La réduction rapide de la faim et de la pauvreté est la première étape incontournable pour permettre un développement durable de l’agriculture et des sociétés rurales en général. Il s’agit non seulement d’éradiquer la faim et la pauvreté mais aussi d’assurer aux communautés agricoles la sécurité d’accès à l’alimentation, à l’eau, au revenu et à l’information. Dans un tel futur idéal, les agriculteurs seront bien éduqués et pourront jouir des mêmes services de base que les populations urbaines. La diversification des moyens de subsistance et l’existence de filets de sécurité sociale, permettront de minimiser leur vulnérabilité aux catastrophes climatiques et aux crises économiques. Bien que dans la plupart des pays en développement la taille des exploitations devrait généralement rester petite à moyenne, les agriculteurs auront à leur disposition un beaucoup plus grand nombre de technologies pour la production et pour la gestion durable des ressources; ils les enrichiront de nouvelles technologies provenant de l’apprentissage actif, de l’innovation et des échanges entre agriculteurs. Ils recevront, comme cela a commencé à se faire dans les pays industrialisés, des compensations pour leurs services en faveur de l’environnement et d’autres biens publics. L’amélioration des infrastructures et la mécanisation rendront le travail des femmes moins pénible. Les communautés rurales auront à leur disposition des mécanismes efficaces et équitables pour permettre la gestion durable des biens communs; les ménages participeront activement et sur une base plus égalitaire, aux prises de décisions publiques, aux processus démocratiques et aux négociations avec les institutions et les entreprises commerciales. En outre, les communautés agricoles prendront la direction de la planification, de la réalisation et de l’évaluation des activités de développement local.

Cette vision des systèmes d’exploitation agricole durables, sans pauvreté, avec des agriculteurs ayant des moyens de subsistance sûrs pour leurs ménages, devrait guider la formulation des stratégies de développement rural à tous les niveaux.

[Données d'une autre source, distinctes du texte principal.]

//! Per-run test namespace and the resources created inside it.
//!
//! A [`Fixture`] is acquired once at run start and released on every exit
//! path: normal completion, a failed run, a fatal cluster error and an
//! interrupt. [`Fixture::release`] is idempotent; the namespace delete is
//! issued exactly once no matter how often it is called.
//!
//! Release deletes the tracked resources newest first, then the namespace.
//! Every step is attempted even when an earlier one fails; failures are
//! logged at ERROR and never returned.

use std::sync::atomic::{AtomicBool, Ordering};
use std::sync::{Arc, Mutex, MutexGuard, PoisonError};

use chrono::{DateTime, Utc};
use k3s_validator_core::config::FixtureConfig;
use k3s_validator_core::naming::validate_dns_label;
use tracing::{debug, error, info};
use uuid::Uuid;

use crate::client::{ClusterClient, delete_resource};
use crate::error::ClusterError;
use crate::resources::{ResourceKind, ResourceRef};

/// Timestamp suffix appended to the namespace prefix.
const NAMESPACE_TIME_FORMAT: &str = "%Y%m%d-%H%M%S";

/// Build `<prefix>-YYYYMMDD-HHMMSS` and check it is a DNS label.
pub fn namespace_name(prefix: &str, at: DateTime<Utc>) -> Result<String, ClusterError> {
    let name = format!("{prefix}-{}", at.format(NAMESPACE_TIME_FORMAT));
    validate_dns_label(&name).map_err(|reason| ClusterError::InvalidName {
        kind: ResourceKind::Namespace,
        name: name.clone(),
        reason,
    })?;
    Ok(name)
}

/// `<prefix>-<8 hex chars>` from a random UUID.
pub fn unique_name(prefix: &str) -> String {
    let id = Uuid::new_v4().simple().to_string();
    format!("{prefix}-{}", &id[..8])
}

/// Outcome of a release call.
#[derive(Debug, Clone, Copy, Default, PartialEq, Eq)]
pub struct ReleaseSummary {
    /// `false` when an earlier call already released the fixture.
    pub performed: bool,
    pub resources_deleted: usize,
    pub failures: usize,
}

/// The run's namespace, owned exclusively by the orchestrator.
pub struct Fixture<C: ClusterClient> {
    client: Arc<C>,
    namespace: String,
    run_id: Uuid,
    created_at: DateTime<Utc>,
    tracked: Mutex<Vec<ResourceRef>>,
    released: AtomicBool,
}

impl<C: ClusterClient> Fixture<C> {
    /// Create the run namespace.
    pub async fn acquire(client: Arc<C>, config: &FixtureConfig) -> Result<Arc<Self>, ClusterError> {
        let created_at = Utc::now();
        let namespace = namespace_name(&config.namespace_prefix, created_at)?;
        client.create_namespace(&namespace).await?;

        let run_id = Uuid::new_v4();
        info!(namespace = %namespace, run_id = %run_id, "fixture namespace created");

        Ok(Arc::new(Self {
            client,
            namespace,
            run_id,
            created_at,
            tracked: Mutex::new(Vec::new()),
            released: AtomicBool::new(false),
        }))
    }

    pub fn namespace(&self) -> &str {
        &self.namespace
    }

    pub fn run_id(&self) -> Uuid {
        self.run_id
    }

    pub fn created_at(&self) -> DateTime<Utc> {
        self.created_at
    }

    pub fn is_released(&self) -> bool {
        self.released.load(Ordering::SeqCst)
    }

    /// Register a resource created inside the fixture for deletion at release.
    pub fn track(&self, resource: ResourceRef) {
        debug!(namespace = %self.namespace, resource = %resource, "tracking resource");
        let mut tracked = self.lock_tracked();
        if !tracked.contains(&resource) {
            tracked.push(resource);
        }
    }

    /// Resources currently tracked, oldest first.
    pub fn tracked(&self) -> Vec<ResourceRef> {
        self.lock_tracked().clone()
    }

    /// Delete every tracked resource, then the namespace. Runs at most once.
    pub async fn release(&self) -> ReleaseSummary {
        if self.released.swap(true, Ordering::SeqCst) {
            debug!(namespace = %self.namespace, "fixture already released");
            return ReleaseSummary::default();
        }

        let resources: Vec<ResourceRef> = {
            let mut tracked = self.lock_tracked();
            tracked.drain(..).rev().collect()
        };

        let mut summary = ReleaseSummary {
            performed: true,
            ..ReleaseSummary::default()
        };

        for resource in &resources {
            match delete_resource(self.client.as_ref(), resource).await {
                Ok(()) => summary.resources_deleted += 1,
                Err(e) => {
                    summary.failures += 1;
                    error!(
                        namespace = %self.namespace,
                        resource = %resource,
                        error = %e,
                        "cleanup: failed to delete resource"
                    );
                }
            }
        }

        match self.client.delete_namespace(&self.namespace).await {
            Ok(()) => info!(
                namespace = %self.namespace,
                resources = summary.resources_deleted,
                "fixture namespace deleted"
            ),
            Err(e) => {
                summary.failures += 1;
                error!(namespace = %self.namespace, error = %e, "cleanup: failed to delete namespace");
            }
        }

        summary
    }

    fn lock_tracked(&self) -> MutexGuard<'_, Vec<ResourceRef>> {
        self.tracked.lock().unwrap_or_else(PoisonError::into_inner)
    }
}

impl<C: ClusterClient> Drop for Fixture<C> {
    fn drop(&mut self) {
        if !self.released.load(Ordering::SeqCst) {
            error!(namespace = %self.namespace, "fixture dropped without release, namespace leaked");
        }
    }
}

impl<C: ClusterClient> std::fmt::Debug for Fixture<C> {
    fn fmt(&self, f: &mut std::fmt::Formatter<'_>) -> std::fmt::Result {
        f.debug_struct("Fixture")
            .field("namespace", &self.namespace)
            .field("run_id", &self.run_id)
            .field("released", &self.is_released())
            .finish_non_exhaustive()
    }
}
//! A healthy single-node cluster passes the core category.

use k3s_validator::report;
use k3s_validator_cluster::SimulatedCluster;
use k3s_validator_core::{Category, ModuleOutcome, ReportFormat};

use crate::helpers::runs::{RunSpec, assert_fixture_released_once};

#[tokio::test(start_paused = true)]
async fn test_e2e_healthy_core_run_has_no_failures() {
    let (cluster, outcome) =
        RunSpec::new(SimulatedCluster::healthy_single_node(), &[Category::Core])
            .run()
            .await;
    let suite = &outcome.suite;

    assert_eq!(suite.failed(), 0, "unexpected failures: {:?}", suite.results());
    assert_eq!(outcome.exit_code(), 0);
    assert!(suite.is_consistent());
    assert_eq!(suite.modules().len(), 6);
    assert!(
        suite
            .modules()
            .iter()
            .all(|m| m.outcome == ModuleOutcome::Completed)
    );
    assert_fixture_released_once(&cluster).await;

    let mut text = Vec::new();
    report::render(suite, ReportFormat::Text, &mut text).unwrap();
    let text = String::from_utf8(text).unwrap();
    assert!(text.trim_end().ends_with("0 failed."), "report was:\n{text}");
}

#[tokio::test(start_paused = true)]
async fn test_e2e_results_stay_in_catalog_order() {
    let (_cluster, outcome) =
        RunSpec::new(SimulatedCluster::healthy_single_node(), &[Category::Core])
            .run()
            .await;
    let order: Vec<&str> = outcome
        .suite
        .modules()
        .iter()
        .map(|m| m.module.as_str())
        .collect();
    assert_eq!(
        order,
        vec!["api-server", "nodes", "system-pods", "networking", "dns", "storage"]
    );
}

#[tokio::test(start_paused = true)]
async fn test_e2e_rendering_json_after_run() {
    let (_cluster, outcome) = RunSpec::new(
        SimulatedCluster::healthy_cluster(3, 1),
        &[Category::Production],
    )
    .run()
    .await;

    let mut json = Vec::new();
    report::render(&outcome.suite, ReportFormat::Json, &mut json).unwrap();
    let parsed: serde_json::Value = serde_json::from_slice(&json).unwrap();
    assert_eq!(parsed["success"], true);
    assert_eq!(parsed["failed"], 0);
    assert_eq!(parsed["name"], "k3s-validation");
    assert_eq!(parsed["modules"].as_array().unwrap().len(), 2);
}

[253] Un travail innovateur entrepris par la Banque mondiale et la FAO a conduit à la mise au point de techniques de statistique afin de combler ce manque de données; les études n’ont été, jusqu’à maintenant, réalisées que sur un nombre relativement restreint de pays. L’Atlas de la pauvreté du sud de l’Afrique, financé par la Banque mondiale, est le premier ouvrage de ce type à fournir des données sur la pauvreté avec des références géographiques complètes.